核酸分子杂交技术

核酸分子杂交技术，是在1968年由华盛顿卡内基学院的Roy Britten及其同事发明的。所依据的原理是带有互补的特定核苷酸序列的单链DNA或RNA，当它们混合在一起时，其相应的同源区段将会退火形成双链结构。

用途：1、检测特定生物有机体之间的亲缘关系；2、揭示核酸片段中某一特定基因的位置，在鉴别重     组子、分离基因、分析DNA片段及研究表达等工作     中应用广泛。

分类：Sourthern blot、Northern blot、斑点印迹杂交、原位杂交等。

步骤：1、核酸印迹的转移（电泳、变性、转印）；2、印迹与探针杂交（杂交、检测）。

一、核酸杂交的探针

（一）、定义：一段带有检测标记的与目的基因或目的DNA特异互补的已知核苷酸序列。

（二）、种类：据制备方法及核酸性质不同，可分为：寡核苷酸探针、基因组DNA探针、cDNA探针、RNA探针。

（三）、探针标记物：

1、放射性同位素： 3H、32P、35S、125I等。

2、非放射性同位素：地高辛素、辣根过氧化酶、碱性磷酸酶等。后者不及前者敏感，但后者保存时间较长，无同位素污染。

一个理想的标记必须符合以下条件：

（1）标记前后探针的基本结构、化学性质相同;

（2）特异性强、重复性好；

（3）操作简单、节时；

（4）安全、无环境污染。

二、Southern blotting

根据毛细管作用的原理，使在电泳凝胶中分离的DNA片段转移并结合在适当的滤膜上，然后通过同标记的单链DNA或RNA探针的杂交作用检测这些被转移的DNA片段，这种实验方法叫做DNA印迹杂交技术。由于它是由E.Southern于1975年首先设计出来的，故又叫Southern DNA 印迹转移技术。

（一）主要步骤：

1、待测DNA样品的制备、酶切；

2、待测DNA 样品的电泳分离：琼脂糖凝胶电泳；

3、凝胶中DNA的变性：碱变性（随后用酸中和过量的碱）；

4、Southern转膜：硝酸纤维素（NC）膜、尼龙膜（方法有毛细管虹吸印迹法、电转印法、真空印记法）；

5、探针的制备；

6、Southern杂交；

7、杂交结果的检测。

（二）转膜方法：

1、虹吸法：利用虹吸作用由转移缓冲液带动核酸分子转移至滤膜上。

2、电转印法：利用电泳作用将凝胶中的DNA转移至滤膜上，是一种快速、简单、高效的转移法，只需几小时

3、真空印记法：利用真空泵将转移缓冲液从上层容器中通过凝胶抽到下层真空室中，同时带动核酸分子转移到凝胶下面的滤膜上。 

三、Northern blotting

1979年，J.C.Alwine等人发展而来，Northern分子杂交技术由于与Southern分子杂交技术类似而得名。它们所不同的是：Northern分子杂交技术用于检测特异的RNA（主要是mRNA）分子的存在。mRNA样品经过电泳，转移到硝酸纤维素膜上，与放射性标记的RNA或DNA探针进行杂交，经过放射自显影，特异的mRNA分子在样品中的存在与否，其长度大小以及量的多寡便可得知。

四、斑点印迹杂交：

斑点杂交是指将DNA或RNA样品直接点在硝酸纤维素滤膜上（不需要电泳、转膜），然后与核酸探针分子杂交，以显示样品中是否存在特异的DNA或RNA。

五、原位杂交：

用标记的已知核酸序列为探针，使其与细胞组织或切片中核酸进行杂交检测的方法称为原位杂交。

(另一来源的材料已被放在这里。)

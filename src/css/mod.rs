// This Source Code Form is subject to the terms of the Mozilla Public
// License, v. 2.0. If a copy of the MPL was not distributed with this
// file, You can obtain one at http://mozilla.org/MPL/2.0/.

//! Stylesheet rewriting.
//!
//! The stylesheet is not parsed into a tree. A small tokenizer splits it into
//! rules, and only the selector part of each rule is inspected.
//! Everything else is copied as is.

use std::borrow::Cow;
use std::ops::Range;

mod rules;
mod selector;
mod stream;

pub use rules::{Rule, Rules};
pub use selector::DiscardReason;

use crate::{ClassMapping, IdMapping, NameMap, Options, ScopeId};
use selector::Selector;
use stream::{ByteExt, Stream};

/// A dropped stylesheet rule.
#[derive(Clone, PartialEq, Debug)]
pub struct DiscardedRule {
    /// Trimmed selector text.
    pub selector: String,
    /// Why the rule was dropped.
    pub reason: DiscardReason,
}

/// A stylesheet rewriting result.
#[derive(Clone, Debug)]
pub struct StyleSheetRewrite {
    /// New stylesheet text.
    pub text: String,
    /// Renamed classes.
    pub classes: ClassMapping,
    /// Dropped rules in order of appearance.
    pub discarded: Vec<DiscardedRule>,
}

/// Scopes a stylesheet.
///
/// IDs are substituted first, using the `ids` mapping. Then each rule is
/// either kept, kept with its first class renamed, or dropped.
/// See [`DiscardReason`] for the list of dropped selectors.
pub fn rewrite_stylesheet(
    css: &str,
    ids: &IdMapping,
    scope: &ScopeId,
    opt: &Options,
) -> StyleSheetRewrite {
    let css = substitute_ids(css, ids);

    // The whole class mapping is required before writing,
    // because nested classes can refer to any rule.
    let mut rules = Rules::from(&*css);
    let mut classified = Vec::new();
    let mut classes = ClassMapping::new();
    let mut discarded = Vec::new();
    for rule in &mut rules {
        let selector = if rule.is_stray_brace() {
            Selector::Discarded(DiscardReason::UnexpectedBrace)
        } else {
            selector::classify(rule.prelude)
        };
        match selector {
            Selector::Class { name, .. } => {
                classes.insert(name, scope.scoped(name));
            }
            Selector::Discarded(reason) => {
                let text = rule.prelude.trim();
                log::debug!("Rule '{}' was removed: {}.", text, reason);
                discarded.push(DiscardedRule {
                    selector: text.to_string(),
                    reason,
                });
            }
            Selector::Empty | Selector::Id => {}
        }

        classified.push((rule, selector));
    }

    let mut text = String::with_capacity(css.len());
    for (rule, selector) in classified {
        match selector {
            Selector::Empty => {
                text.push_str(rule.prelude);
            }
            Selector::Id => {
                write_tail(rule.prelude, &classes, opt, &mut text);
            }
            Selector::Class { name, range } => {
                write_class_selector(rule.prelude, name, range, &classes, opt, &mut text);
            }
            Selector::Discarded(_) => continue,
        }

        text.push_str(rule.block);
    }
    text.push_str(rules.tail());

    StyleSheetRewrite {
        text,
        classes,
        discarded,
    }
}

fn write_class_selector(
    prelude: &str,
    name: &str,
    range: Range<usize>,
    classes: &ClassMapping,
    opt: &Options,
    out: &mut String,
) {
    out.push_str(&prelude[..range.start]);
    out.push_str(classes.get(name).unwrap_or(name));
    write_tail(&prelude[range.end..], classes, opt, out);
}

/// Writes the selector part after the first token.
fn write_tail(text: &str, classes: &ClassMapping, opt: &Options, out: &mut String) {
    if opt.rename_nested_classes {
        replace_prefixed_idents(text, b'.', classes, out);
    } else {
        out.push_str(text);
    }
}

/// Replaces ID references with scoped ones.
///
/// In selectors, all `#id` tokens are replaced. Inside declaration blocks
/// only `url(#id)` references are, so colors like `#fff` are left untouched.
pub fn substitute_ids<'a>(css: &'a str, ids: &IdMapping) -> Cow<'a, str> {
    if ids.is_empty() {
        return Cow::Borrowed(css);
    }

    let mut text = String::with_capacity(css.len());
    let mut rules = Rules::from(css);
    for rule in &mut rules {
        replace_prefixed_idents(rule.prelude, b'#', ids, &mut text);
        match substitute_url_refs(rule.block, ids) {
            Some(block) => text.push_str(&block),
            None => text.push_str(rule.block),
        }
    }
    replace_prefixed_idents(rules.tail(), b'#', ids, &mut text);

    Cow::Owned(text)
}

/// Replaces `url(#id)` references with scoped ones.
///
/// Quoted URLs are supported. Returns `None` when nothing was replaced.
pub fn substitute_url_refs(text: &str, ids: &IdMapping) -> Option<String> {
    if ids.is_empty() {
        return None;
    }

    let mut out = String::new();
    let mut copied = 0;
    let mut s = Stream::from(text);
    while !s.at_end() {
        match s.curr_byte_unchecked() {
            b'/' if s.starts_with(b"/*") => s.skip_comment(),
            b'"' | b'\'' => s.skip_string(),
            b'\\' => s.skip_escape(),
            b'u' | b'U' if is_url_start(&s, text) => {
                s.advance(4);
                if let Some((range, new_id)) = parse_url_ref(&mut s, ids) {
                    out.push_str(&text[copied..range.start]);
                    out.push_str(new_id);
                    copied = range.end;
                }
            }
            _ => s.advance(1),
        }
    }

    if copied == 0 {
        return None;
    }

    out.push_str(&text[copied..]);
    Some(out)
}

fn is_url_start(s: &Stream, text: &str) -> bool {
    let pos = s.pos();
    if pos > 0 && text.as_bytes()[pos - 1].is_ascii_ident() {
        return false;
    }

    text.as_bytes()[pos..]
        .get(..4)
        .map(|b| b.eq_ignore_ascii_case(b"url("))
        .unwrap_or(false)
}

/// Parses `#id)`, `'#id')` or `"#id")` and returns the ID range and its new value.
fn parse_url_ref<'m>(s: &mut Stream, ids: &'m IdMapping) -> Option<(Range<usize>, &'m str)> {
    s.skip_spaces();

    let mut quote = None;
    if !s.at_end() && s.curr_byte_unchecked().is_quote() {
        quote = Some(s.curr_byte_unchecked());
        s.advance(1);
    }

    if !s.is_curr_byte_eq(b'#') {
        return None;
    }
    s.advance(1);

    let start = s.pos();
    let name = s.consume_ascii_ident();
    if name.is_empty() || !s.at_ident_end() {
        return None;
    }
    let end = s.pos();

    if let Some(quote) = quote {
        if !s.is_curr_byte_eq(quote) {
            return None;
        }
        s.advance(1);
    }

    s.skip_spaces();
    if !s.is_curr_byte_eq(b')') {
        return None;
    }

    let new_id = ids.get(name)?;
    Some((start..end, new_id))
}

/// Replaces `{prefix}{name}` tokens using the map and writes the result to `out`.
///
/// Only whole tokens are replaced, so `#a` doesn't match `#ab`.
/// Comments and strings are left untouched.
fn replace_prefixed_idents(text: &str, prefix: u8, map: &NameMap, out: &mut String) {
    let mut copied = 0;
    let mut s = Stream::from(text);
    while !s.at_end() {
        let c = s.curr_byte_unchecked();
        if c == prefix {
            s.advance(1);
            let start = s.pos();
            let name = s.consume_ascii_ident();
            if !s.at_ident_end() {
                continue;
            }

            if let Some(new_name) = map.get(name) {
                out.push_str(&text[copied..start]);
                out.push_str(new_name);
                copied = s.pos();
            }
        } else if c == b'/' && s.starts_with(b"/*") {
            s.skip_comment();
        } else if c.is_quote() {
            s.skip_string();
        } else if c == b'\\' {
            s.skip_escape();
        } else {
            s.advance(1);
        }
    }

    out.push_str(&text[copied..]);
}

（一）原位杂交的类型：菌落原位杂交和噬菌斑原位杂交。

（二）特点：

1、能在成分复杂的组织中进行单一细胞的研究；

2、不需从组织或细胞中提取核酸，对含量极低的靶序列灵敏度高；

3、能准确反映组织细胞的相互关系及功能状态。

（三）操作过程：

1、把菌落或噬菌斑转移倒NC滤膜上（同时复制在琼脂平板上，菌落位置要与膜上的一样）；

2、带有DNA印迹的滤膜与探针杂交；

3、放射自显影后与原来平板对照，挑出含目的序列的菌落或噬菌斑。